16.5.1 Unless otherwise set forth in this Agreement, in the event of any dispute arising out of or in connection with this Agreement, including any alleged breach under this Agreement or any dispute relating to the validity, performance, construction or interpretation of this Agreement, the Parties shall refer such dispute to the CEO (or its C–level delegate) of CureVac and the President of Vaccines (or another member of the global corporate execute team) of GSK. If the dispute has not been settled pursuant to the said rules within [*****] days following the reference of the dispute to the senior management representatives of the Parties, either Party may submit the dispute to final and binding arbitration.

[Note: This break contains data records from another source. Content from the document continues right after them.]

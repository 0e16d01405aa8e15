//! Config manager for loading, saving, and atomic updates.
//!
//! Writes go to a temp file first and are renamed into place. Section
//! updates re-read the file and only replace one table, so comments and
//! the other sections survive.

use std::fs;
use std::io::{self, Write};
use std::path::{Path, PathBuf};

use thiserror::Error;
use toml_edit::{DocumentMut, Item};

use super::settings::{ConfigSection, Settings};

/// Errors that can occur during config operations.
#[derive(Error, Debug)]
pub enum ConfigError {
    #[error("Failed to read config file: {0}")]
    ReadError(#[from] io::Error),

    #[error("Failed to parse config: {0}")]
    ParseError(#[from] toml::de::Error),

    #[error("Failed to serialize config: {0}")]
    SerializeError(#[from] toml::ser::Error),

    #[error("Failed to parse config for editing: {0}")]
    EditParseError(#[from] toml_edit::TomlError),

    #[error("Config file not found: {0}")]
    NotFound(PathBuf),
}

/// Result type for config operations.
pub type ConfigResult<T> = Result<T, ConfigError>;

/// Manages the cutlist configuration file.
pub struct ConfigManager {
    config_path: PathBuf,
    settings: Settings,
}

impl ConfigManager {
    /// Create a manager for `config_path`. Nothing is read until `load()`
    /// or `load_or_create()`.
    pub fn new(config_path: impl Into<PathBuf>) -> Self {
        Self {
            config_path: config_path.into(),
            settings: Settings::default(),
        }
    }

    pub fn path(&self) -> &Path {
        &self.config_path
    }

    pub fn settings(&self) -> &Settings {
        &self.settings
    }

    /// Changes stay in memory until `save()` or `update_section()`.
    pub fn settings_mut(&mut self) -> &mut Settings {
        &mut self.settings
    }

    /// Load config from file. Fails if the file does not exist.
    pub fn load(&mut self) -> ConfigResult<()> {
        if !self.config_path.exists() {
            return Err(ConfigError::NotFound(self.config_path.clone()));
        }

        let content = fs::read_to_string(&self.config_path)?;
        self.settings = toml::from_str(&content)?;
        Ok(())
    }

    /// Load config from file, creating it with defaults if missing.
    ///
    /// Sections missing from an existing file are filled with defaults
    /// in memory; the file itself is left alone.
    pub fn load_or_create(&mut self) -> ConfigResult<()> {
        if self.config_path.exists() {
            self.load()?;
            let unknown = self.unknown_sections()?;
            if !unknown.is_empty() {
                tracing::warn!(
                    "Ignoring unknown config sections in {}: {}",
                    self.config_path.display(),
                    unknown.join(", ")
                );
            }
        } else {
            self.settings = Settings::default();
            self.save()?;
            tracing::info!("Created default config at {}", self.config_path.display());
        }
        Ok(())
    }

    fn unknown_sections(&self) -> ConfigResult<Vec<String>> {
        let content = fs::read_to_string(&self.config_path)?;
        let doc: DocumentMut = content.parse()?;

        Ok(doc
            .iter()
            .map(|(key, _)| key)
            .filter(|key| !ConfigSection::ALL.iter().any(|s| s.table_name() == *key))
            .map(str::to_string)
            .collect())
    }

    /// Save the entire config atomically.
    pub fn save(&self) -> ConfigResult<()> {
        let content = self.generate_config_with_comments()?;
        self.atomic_write(&content)?;
        Ok(())
    }

    /// Rewrite one section in the file on disk.
    pub fn update_section(&mut self, section: ConfigSection) -> ConfigResult<()> {
        let current_content = if self.config_path.exists() {
            fs::read_to_string(&self.config_path)?
        } else {
            String::new()
        };

        let mut doc: DocumentMut = if current_content.is_empty() {
            DocumentMut::new()
        } else {
            current_content.parse()?
        };

        let section_doc: DocumentMut = self.section_toml(section)?.parse()?;
        doc[section.table_name()] = Item::Table(section_doc.as_table().clone());

        self.atomic_write(&doc.to_string())?;
        Ok(())
    }

    fn section_toml(&self, section: ConfigSection) -> ConfigResult<String> {
        let toml = match section {
            ConfigSection::Logging => toml::to_string_pretty(&self.settings.logging)?,
            ConfigSection::Planner => toml::to_string_pretty(&self.settings.planner)?,
            ConfigSection::Cutter => toml::to_string_pretty(&self.settings.cutter)?,
            ConfigSection::Chapters => toml::to_string_pretty(&self.settings.chapters)?,
        };
        Ok(toml)
    }

    fn generate_config_with_comments(&self) -> ConfigResult<String> {
        let mut output = String::new();
        output.push_str("# cutlist configuration\n");
        output.push_str(
            "# This file is auto-generated. Comments may be preserved on section updates.\n",
        );

        for section in ConfigSection::ALL {
            output.push('\n');
            output.push_str(&format!("# {}\n", section.description()));
            output.push_str(&format!("[{}]\n", section.table_name()));
            for line in self.section_toml(section)?.lines() {
                output.push_str(line);
                output.push('\n');
            }
        }

        Ok(output)
    }

    fn atomic_write(&self, content: &str) -> io::Result<()> {
        if let Some(parent) = self.config_path.parent() {
            fs::create_dir_all(parent)?;
        }

        let temp_path = self.config_path.with_extension("toml.tmp");
        {
            let mut file = fs::File::create(&temp_path)?;
            file.write_all(content.as_bytes())?;
            file.sync_all()?;
        }

        fs::rename(&temp_path, &self.config_path)?;
        Ok(())
    }
}
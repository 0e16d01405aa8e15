//! Error types for trim planning.

use thiserror::Error;

/// Errors raised while parsing, resolving or validating trims.
///
/// Every variant carries enough context (entry index, offending values) to
/// point the caller at the entry that needs fixing.
#[derive(Error, Debug)]
pub enum TrimError {
    /// Wrong container shape for a trim entry (not a list, wrong arity).
    #[error("{}{message}", entry_prefix(.index))]
    Shape {
        index: Option<usize>,
        message: String,
    },

    /// An element has the wrong type.
    #[error("{}expected {expected} in pos {position}", entry_prefix(.index))]
    Type {
        index: Option<usize>,
        position: usize,
        expected: &'static str,
    },

    /// A resolved index falls outside `[0, length]`.
    #[error("frame {value} is out of bounds for a sequence of {length} frames")]
    OutOfBounds { value: i64, length: u64 },

    /// A single pair is empty or reversed. `start`/`end` are the resolved
    /// closed-open bounds, as in every other variant.
    #[error("trim {index} [{start}, {end}) is not logical: start must be before end")]
    IllogicalTrim { index: usize, start: u64, end: u64 },

    /// Two pairs are out of order or overlap.
    #[error(
        "trims {} {:?} and {index} {:?} are not logical: trims must be increasing and must not overlap",
        .index - 1, .previous, .next
    )]
    UnorderedTrims {
        index: usize,
        previous: (u64, u64),
        next: (u64, u64),
    },

    /// An open-ended chapter has no following chapter to bound it.
    #[error("chapter {index} has no end frame and no following chapter; the last trim needs an end")]
    MissingSuccessor { index: usize },

    /// Parallel start/end lists differ in length.
    #[error("start and end lists must have the same length ({starts} != {ends})")]
    LengthMismatch { starts: usize, ends: usize },

    /// A timecode was requested before a sequence was bound.
    #[error("a sequence needs to be specified before timecodes can be computed")]
    MissingSequence,

    /// The sequence descriptor itself is unusable.
    #[error("invalid sequence: {0}")]
    InvalidSequence(String),

    /// Textual trim input was not valid JSON.
    #[error("failed to parse trim list: {0}")]
    Json(#[from] serde_json::Error),
}

impl TrimError {
    /// Create a shape error for an entry (or the whole list if `index` is None).
    pub fn shape(index: Option<usize>, message: impl Into<String>) -> Self {
        Self::Shape {
            index,
            message: message.into(),
        }
    }

    /// Create a type error for an element of an entry.
    pub fn wrong_type(index: Option<usize>, position: usize, expected: &'static str) -> Self {
        Self::Type {
            index,
            position,
            expected,
        }
    }
}

fn entry_prefix(index: &Option<usize>) -> String {
    match index {
        Some(i) => format!("trim {}: ", i),
        None => String::new(),
    }
}

/// Result type for trim operations.
pub type TrimResult<T> = Result<T, TrimError>;
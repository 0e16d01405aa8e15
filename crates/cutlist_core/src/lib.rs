//! cutlist core - frame-range trim planning.
//!
//! This crate turns human-authored cut lists (frame pairs that may count from
//! the end of the sequence) into validated absolute ranges, merged cut lists
//! for an external audio cutter, and exact timecodes for the original and the
//! post-cut timeline. It has no UI dependencies and can be used by the CLI or
//! any other front end.

pub mod chapters;
pub mod config;
pub mod cutter;
pub mod frames;
pub mod input;
pub mod logging;
pub mod plan;
pub mod sequence;
pub mod timecode;

pub use frames::{FrameRange, TrimError, TrimResult};
pub use plan::{ChapterPlan, ChapterPlanner, TrimPlan, TrimPlanner};
pub use sequence::{FrameRate, SequenceInfo};

/// Returns the crate version.
pub fn version() -> &'static str {
    env!("CARGO_PKG_VERSION")
}
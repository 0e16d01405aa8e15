//! Trim planning.
//!
//! Planners take a hand-written trim list and a sequence descriptor and
//! produce everything the external tools need:
//!
//! - [`TrimPlanner`]: flat keep-ranges and their timecodes
//! - [`ChapterPlanner`]: merged cut list plus chapter timecodes in the
//!   post-cut timeline
//!
//! Planning is pure. Running the cutter or writing chapter files is left to
//! the caller (see [`crate::cutter`] and [`crate::chapters`]).

mod chapters;
mod trim;

pub use chapters::{ChapterPlan, ChapterPlanner};
pub use trim::{TrimPlan, TrimPlanner};

use std::fmt;

use serde::Serialize;

use crate::frames::FrameRange;

/// Non-fatal remarks about a trim list.
#[derive(Debug, Clone, Copy, PartialEq, Eq, Serialize)]
#[serde(tag = "kind", rename_all = "snake_case")]
pub enum Advisory {
    /// A list holding a single trim was given; a bare pair does the same.
    SingleEntryList,
    /// The only trim keeps almost the whole sequence.
    NearFullSpan { kept: u64, length: u64 },
}

impl fmt::Display for Advisory {
    fn fmt(&self, f: &mut fmt::Formatter<'_>) -> fmt::Result {
        match self {
            Advisory::SingleEntryList => write!(
                f,
                "a list with a single trim was given; pass the pair on its own instead"
            ),
            Advisory::NearFullSpan { kept, length } => write!(
                f,
                "the only trim keeps {} of {} frames; trimming a near full-length range is unlikely to be intended",
                kept, length
            ),
        }
    }
}

/// Intermediate values of a planning call, collected in debug mode.
#[derive(Debug, Clone, Default, PartialEq, Eq, Serialize)]
pub struct PlanTrace {
    /// Raw `(start, end)` values as given; `None` for open-ended chapters.
    pub raw: Vec<(i64, Option<i64>)>,
    /// Resolved absolute ranges.
    pub resolved: Vec<FrameRange>,
    /// Ranges in the post-cut timeline (chapter plans only).
    #[serde(skip_serializing_if = "Vec::is_empty")]
    pub compacted: Vec<FrameRange>,
}

impl PlanTrace {
    fn emit(&self, planner: &str) {
        for (i, ((raw_start, raw_end), range)) in self.raw.iter().zip(&self.resolved).enumerate() {
            tracing::debug!(
                "{} trim {}: ({}, {:?}) -> [{}, {})",
                planner,
                i,
                raw_start,
                raw_end,
                range.start,
                range.end
            );
        }
        for (i, range) in self.compacted.iter().enumerate() {
            tracing::debug!(
                "{} chapter {} in output: [{}, {})",
                planner,
                i,
                range.start,
                range.end
            );
        }
    }
}
//! Conversation Store Port
//!
//! Abstract interface over the per-user conversation ledger, so a durable
//! backing store can replace the in-memory map without touching handlers.

use async_trait::async_trait;

use crate::domain::entities::{ConversationRecord, StoreStats};
use crate::domain::errors::StoreError;

/// Append-only per-user conversation ledger
///
/// Sequences are insertion-ordered and unbounded; there is no deletion and
/// no expiry.
#[async_trait]
pub trait ConversationStore: Send + Sync {
    /// Append a record to the user's sequence, creating it on first use
    async fn append(&self, user_id: &str, record: ConversationRecord) -> Result<(), StoreError>;

    /// Read the user's full sequence in insertion order (empty if unknown)
    async fn read(&self, user_id: &str) -> Result<Vec<ConversationRecord>, StoreError>;

    /// Aggregate counts across all users
    async fn stats(&self) -> Result<StoreStats, StoreError>;
}
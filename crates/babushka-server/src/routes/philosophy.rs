//! Philosophy-Mix Route
//!
//! Renders the static tradition table as percentages. No selection happens
//! here; the draw only runs per advice request.

use axum::{extract::State, routing::get, Json, Router};

use crate::models::{PhilosophyMixResponse, TraditionShare};
use crate::AppState;

pub fn router() -> Router<AppState> {
    Router::new().route("/philosophy-mix", get(get_philosophy_mix))
}

/// Describe the weighted tradition mix flavoring the advice
#[utoipa::path(
    get,
    path = "/philosophy-mix",
    responses(
        (status = 200, description = "The configured tradition mix", body = PhilosophyMixResponse)
    ),
    tag = "Philosophy"
)]
pub async fn get_philosophy_mix(State(state): State<AppState>) -> Json<PhilosophyMixResponse> {
    let philosophy_mix = state
        .profile
        .traditions
        .iter()
        .map(|tradition| {
            (
                tradition.key.clone(),
                TraditionShare {
                    name: tradition.display_name.clone(),
                    percentage: (tradition.weight * 1000.0).round() / 10.0,
                    weight: tradition.weight,
                },
            )
        })
        .collect();

    Json(PhilosophyMixResponse {
        philosophy_mix,
        total_traditions: state.profile.traditions.len(),
        description: state.profile.persona.mix_description.clone(),
    })
}
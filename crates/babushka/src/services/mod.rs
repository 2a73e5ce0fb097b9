//! Services
//!
//! Concrete implementations behind the ports, plus the pure flavor logic
//! (weighted tradition selection and prompt rendering).

pub mod anthropic;
pub mod memory;
pub mod prompt;
pub mod selection;
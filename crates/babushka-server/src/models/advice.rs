//! Advice request/response DTOs

use serde::{Deserialize, Serialize};
use utoipa::ToSchema;

/// Advice request body
#[derive(Debug, Deserialize, ToSchema)]
pub struct AdviceRequest {
    /// Free-text description of the relationship situation
    pub situation: String,
    /// Accepted for wire compatibility; the ledger is keyed only by the
    /// token-resolved subject, never by this field
    #[serde(default)]
    pub user_id: Option<String>,
}

/// Advice response body
#[derive(Debug, Serialize, ToSchema)]
pub struct AdviceResponse {
    pub advice: String,
    /// Resolved subject, or explicit `null` for anonymous callers
    pub user_id: Option<String>,
}
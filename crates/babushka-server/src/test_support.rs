//! Shared test fixtures: a stub advisor, state builders, and body helpers.

use std::sync::Arc;

use async_trait::async_trait;
use http_body_util::BodyExt;
use jsonwebtoken::{encode, EncodingKey, Header};
use serde::Serialize;

use babushka::domain::{AdvisorError, AdvisorProfile};
use babushka::ports::AdviceProvider;
use babushka::services::memory::InMemoryConversationStore;

use crate::AppState;

/// Canned advisor behaviors for exercising the handler error mapping
pub enum StubAdvisor {
    Advice(&'static str),
    AuthFailed,
    RateLimited,
    Upstream,
    Transport,
}

#[async_trait]
impl AdviceProvider for StubAdvisor {
    async fn generate(&self, _prompt: &str) -> Result<String, AdvisorError> {
        match self {
            StubAdvisor::Advice(text) => Ok(text.to_string()),
            StubAdvisor::AuthFailed => Err(AdvisorError::AuthFailed),
            StubAdvisor::RateLimited => Err(AdvisorError::RateLimited),
            StubAdvisor::Upstream => Err(AdvisorError::api(500, "Overloaded")),
            StubAdvisor::Transport => Err(AdvisorError::Request("connection reset".to_string())),
        }
    }
}

fn state(advisor: StubAdvisor, jwt_secret: Option<String>) -> (AppState, Arc<InMemoryConversationStore>) {
    let store = Arc::new(InMemoryConversationStore::new());
    let state = AppState {
        advisor: Arc::new(advisor),
        store: store.clone(),
        profile: Arc::new(AdvisorProfile::default()),
        jwt_secret,
    };
    (state, store)
}

/// State with identity resolution enabled
pub fn authed_state(advisor: StubAdvisor) -> (AppState, Arc<InMemoryConversationStore>) {
    state(advisor, Some("test-secret".to_string()))
}

/// State with no JWT secret configured (identity resolution disabled)
pub fn anonymous_state(advisor: StubAdvisor) -> (AppState, Arc<InMemoryConversationStore>) {
    state(advisor, None)
}

#[derive(Serialize)]
struct TestClaims {
    sub: String,
}

/// A JWT for `sub`, signed with a key unrelated to the configured secret.
/// Resolution accepts it anyway because signatures are not verified.
pub fn bearer_token(sub: &str) -> String {
    encode(
        &Header::default(),
        &TestClaims {
            sub: sub.to_string(),
        },
        &EncodingKey::from_secret(b"unrelated-test-key"),
    )
    .unwrap()
}

/// Collect a response body as JSON
pub async fn body_json(response: axum::response::Response) -> serde_json::Value {
    let bytes = response.into_body().collect().await.unwrap().to_bytes();
    serde_json::from_slice(&bytes).unwrap()
}
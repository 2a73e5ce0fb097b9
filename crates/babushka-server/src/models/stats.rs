//! Ledger stats DTO

use serde::Serialize;
use utoipa::ToSchema;

/// Aggregate ledger counts plus the caller's own view
#[derive(Debug, Serialize, ToSchema)]
pub struct StatsResponse {
    pub total_users: usize,
    pub total_conversations: usize,
    pub authenticated: bool,
    /// Present only for authenticated callers
    #[serde(skip_serializing_if = "Option::is_none")]
    pub user_conversation_count: Option<usize>,
}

16.5.2 Any dispute arising out of or in connection with this Agreement, including any issue relating to the validity, performance, construction or interpretation of this Agreement, which cannot be resolved amicably between the Parties after following the procedure set forth in Section 16.5.1, shall be submitted to and settled by arbitration in accordance with the arbitration rules of the World Intellectual Property Organization (the “WIPO”) in effect on the date of the commencement of the arbitration proceedings. The existence, nature and details of any such dispute(s), and all communications between the Parties related thereto, shall be considered Confidential Information of the Parties and shall be treated in accordance with the terms of Section 11 above. Any Confidential Information may be disclosed by either Party to counsel, experts or other advisors on the arbitration under obligations of confidentiality. The decision of the arbitrators shall be final and binding upon the Parties. The location of arbitration will be Zurich, Switzerland. The arbitration will be heard and determined by three (3) arbitrators, with one arbitrator being appointed by each Party and the third arbitrator being appointed by the WIPO. The language of the arbitration proceeding will be English. Notwithstanding the provisions of this Section 16.5.2, each Party shall have the right to seek interim injunctive relief in any court of competent jurisdiction as such Party deems necessary to preserve its rights and to protect its interests.